The Budget allocates $45 million to improve working conditions and contract rates for personal service workers ("PSWs"), registered practical nurses, registered nurses and therapists. It also includes $23 million to add an estimated 5,500 PSWs to the workforce; $38 million in education and training for new and existing PSWs; and $65 million over the next three years for a pilot program to establish a Tax-Free Savings Account on behalf of eligible PSWs.
Other Budget Items
- Long-term care - in February 2018 the Ministry of Health and Long-Term Care invited existing and new providers to apply for new long-term care beds. Successful proponents will be announced in the spring. The Budget contemplates spending of $300 million over three years to hire more registered nurses for long-term care homes, and increase the average number of hours of daily care per resident.
- Palliative and end-of-life care - an additional $15 million is pledged in 2018-19 for community-based palliative and end-of-life care. This added funding (together with prior commitments) is intended to support 20 new residential hospices and various other related initiatives.
- Opioid addiction - $222 million in additional funding is promised to support the implementation of the Strategy to Prevent Opioid Addiction and Overdose. The strategy was originally released in 2016.
- Interprofessional primary care teams - the government is proposing funding of $102 million over three years to support new and expanded interdisciplinary primary care teams, and $330 million over three years to recruit and retain professionals for such teams.

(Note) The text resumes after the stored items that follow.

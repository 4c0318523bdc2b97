//! REST collaborator: conversation CRUD and the create-message endpoint.

use chrono::{DateTime, Utc};
use serde::{Deserialize, Serialize};
use serde_json::Value;
use std::future::Future;

use crate::config::ApiConfig;
use crate::error::SyncError;
use crate::protocol::{SendRequest, SendResponse, normalize_status, value_to_id};
use crate::types::{
    Conversation, ConversationId, Message, MessageId, MessageSections, MessageStatus, Role,
    SectionContent,
};

/// A conversation with its persisted history, oldest first.
#[derive(Debug, Clone, PartialEq)]
pub struct ConversationDetail {
    pub conversation: Conversation,
    pub messages: Vec<Message>,
}

pub trait ConversationApi: Send + Sync + 'static {
    fn list_conversations(
        &self,
    ) -> impl Future<Output = Result<Vec<Conversation>, SyncError>> + Send;

    fn get_conversation(
        &self,
        id: &ConversationId,
    ) -> impl Future<Output = Result<ConversationDetail, SyncError>> + Send;

    fn delete_conversation(
        &self,
        id: &ConversationId,
    ) -> impl Future<Output = Result<(), SyncError>> + Send;

    fn rename_conversation(
        &self,
        id: &ConversationId,
        title: &str,
    ) -> impl Future<Output = Result<Conversation, SyncError>> + Send;

    /// Submit a user message. The reply streams back over the persistent connection.
    fn create_message(
        &self,
        request: &SendRequest,
    ) -> impl Future<Output = Result<SendResponse, SyncError>> + Send;
}

// =============================================================================
// Wire records
// =============================================================================

const UNTITLED: &str = "Untitled";

#[derive(Debug, Clone, Deserialize)]
pub struct ConversationRecord {
    pub id: Value,
    #[serde(default)]
    pub title: Option<String>,
    pub created_at: DateTime<Utc>,
    #[serde(default)]
    pub updated_at: Option<DateTime<Utc>>,
}

impl ConversationRecord {
    pub fn into_conversation(self) -> Result<Conversation, SyncError> {
        let id = value_to_id(&self.id).ok_or_else(|| {
            SyncError::Api(format!("conversation without a usable id: {}", self.id))
        })?;
        Ok(Conversation {
            id: ConversationId::from(id),
            title: self
                .title
                .filter(|t| !t.trim().is_empty())
                .unwrap_or_else(|| UNTITLED.to_string()),
            created_at: self.created_at,
            updated_at: self.updated_at.unwrap_or(self.created_at),
        })
    }
}

#[derive(Debug, Clone, Deserialize)]
#[serde(untagged)]
enum ConversationList {
    Bare(Vec<ConversationRecord>),
    Wrapped { conversations: Vec<ConversationRecord> },
}

#[derive(Debug, Clone, Deserialize)]
pub struct ConversationDetailRecord {
    #[serde(flatten)]
    pub conversation: ConversationRecord,
    #[serde(default)]
    pub messages: Vec<PersistedMessage>,
}

impl ConversationDetailRecord {
    pub fn into_detail(self) -> Result<ConversationDetail, SyncError> {
        let conversation = self.conversation.into_conversation()?;
        let messages = self
            .messages
            .into_iter()
            .filter_map(|m| m.into_message(&conversation.id))
            .collect();
        Ok(ConversationDetail {
            conversation,
            messages,
        })
    }
}

/// A message as stored server-side.
#[derive(Debug, Clone, Deserialize)]
pub struct PersistedMessage {
    pub id: Value,
    pub role: Role,
    #[serde(default)]
    pub content: String,
    pub created_at: DateTime<Utc>,
    #[serde(default)]
    pub status: Option<String>,
    #[serde(default)]
    pub thinking: Option<String>,
    #[serde(default)]
    pub model: Option<String>,
}

impl PersistedMessage {
    /// Convert to a store message. Persisted messages are keyed by their server id.
    pub fn into_message(self, conversation_id: &ConversationId) -> Option<Message> {
        let id = value_to_id(&self.id)?;
        let mut message = Message::new(conversation_id.clone(), self.role, self.created_at)
            .with_id(MessageId::from(id.as_str()));
        message.content = self.content;
        message.status = self
            .status
            .as_deref()
            .and_then(normalize_status)
            .unwrap_or(MessageStatus::COMPLETE);
        message.metadata.server_id = Some(id);
        message.metadata.model = self.model;
        if let Some(thinking) = self.thinking.filter(|t| !t.is_empty()) {
            message.sections = Some(MessageSections {
                thinking: Some(SectionContent {
                    content: thinking,
                    visible: true,
                }),
                ..Default::default()
            });
        }
        Some(message)
    }
}

#[derive(Debug, Serialize)]
struct RenameBody<'a> {
    title: &'a str,
}

// =============================================================================
// HTTP implementation
// =============================================================================

#[derive(Debug, Clone)]
pub struct HttpConversationApi {
    client: reqwest::Client,
    base_url: String,
    token: String,
}

impl HttpConversationApi {
    pub fn new(config: &ApiConfig, token: impl Into<String>) -> Result<Self, SyncError> {
        let client = reqwest::Client::builder()
            .timeout(config.request_timeout)
            .build()
            .map_err(SyncError::from_reqwest)?;
        Ok(Self {
            client,
            base_url: config.base_url.clone(),
            token: token.into(),
        })
    }

    fn conversation_url(&self, id: &ConversationId) -> String {
        format!("{}/conversations/{}", self.base_url, id)
    }
}

impl ConversationApi for HttpConversationApi {
    async fn list_conversations(&self) -> Result<Vec<Conversation>, SyncError> {
        let resp = self
            .client
            .get(format!("{}/conversations", self.base_url))
            .bearer_auth(&self.token)
            .send()
            .await
            .and_then(|r| r.error_for_status())
            .map_err(SyncError::from_reqwest)?;
        let records = match resp
            .json::<ConversationList>()
            .await
            .map_err(SyncError::from_reqwest)?
        {
            ConversationList::Bare(records) => records,
            ConversationList::Wrapped { conversations } => conversations,
        };
        records
            .into_iter()
            .map(ConversationRecord::into_conversation)
            .collect()
    }

    async fn get_conversation(&self, id: &ConversationId) -> Result<ConversationDetail, SyncError> {
        let resp = self
            .client
            .get(self.conversation_url(id))
            .bearer_auth(&self.token)
            .send()
            .await
            .and_then(|r| r.error_for_status())
            .map_err(SyncError::from_reqwest)?;
        resp.json::<ConversationDetailRecord>()
            .await
            .map_err(SyncError::from_reqwest)?
            .into_detail()
    }

    async fn delete_conversation(&self, id: &ConversationId) -> Result<(), SyncError> {
        self.client
            .delete(self.conversation_url(id))
            .bearer_auth(&self.token)
            .send()
            .await
            .and_then(|r| r.error_for_status())
            .map_err(SyncError::from_reqwest)?;
        Ok(())
    }

    async fn rename_conversation(
        &self,
        id: &ConversationId,
        title: &str,
    ) -> Result<Conversation, SyncError> {
        let resp = self
            .client
            .patch(self.conversation_url(id))
            .bearer_auth(&self.token)
            .json(&RenameBody { title })
            .send()
            .await
            .and_then(|r| r.error_for_status())
            .map_err(SyncError::from_reqwest)?;
        resp.json::<ConversationRecord>()
            .await
            .map_err(SyncError::from_reqwest)?
            .into_conversation()
    }

    async fn create_message(&self, request: &SendRequest) -> Result<SendResponse, SyncError> {
        let resp = self
            .client
            .post(format!("{}/messages", self.base_url))
            .bearer_auth(&self.token)
            .json(request)
            .send()
            .await
            .and_then(|r| r.error_for_status())
            .map_err(|e| SyncError::Send(e.to_string()))?;
        resp.json::<SendResponse>()
            .await
            .map_err(|e| SyncError::Send(e.to_string()))
    }
}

- Autism and disability support services - beginning in 2018, the Ontario government proposes to spend an additional $1.8 billion over three years for services for people living with developmental disabilities. The Budget includes an additional $62 million in 2018-19 for the Ontario Autism Program ("OAP"). The government also plans to implement a qualified service provider list for the OAP, introduce new qualification requirements for clinical supervisors, and implement a new quality assurance review process.
- Dementia strategy - the Budget reiterates the government's proposal (first made in its 2017 budget) to add $100 million over three years in overall spending on the provincial Dementia Strategy, including $34.5 million to expand community dementia programs and respite care services.
- Psychotherapy - the Budget refers to an intent to increase publicly funded access to psychotherapy. A recently proclaimed amendment to the Regulated Health Professions Act, 1991, makes certain forms of psychotherapy a controlled act and by December 31, 2019, only members of six authorized regulatory colleges will be able to perform the controlled act.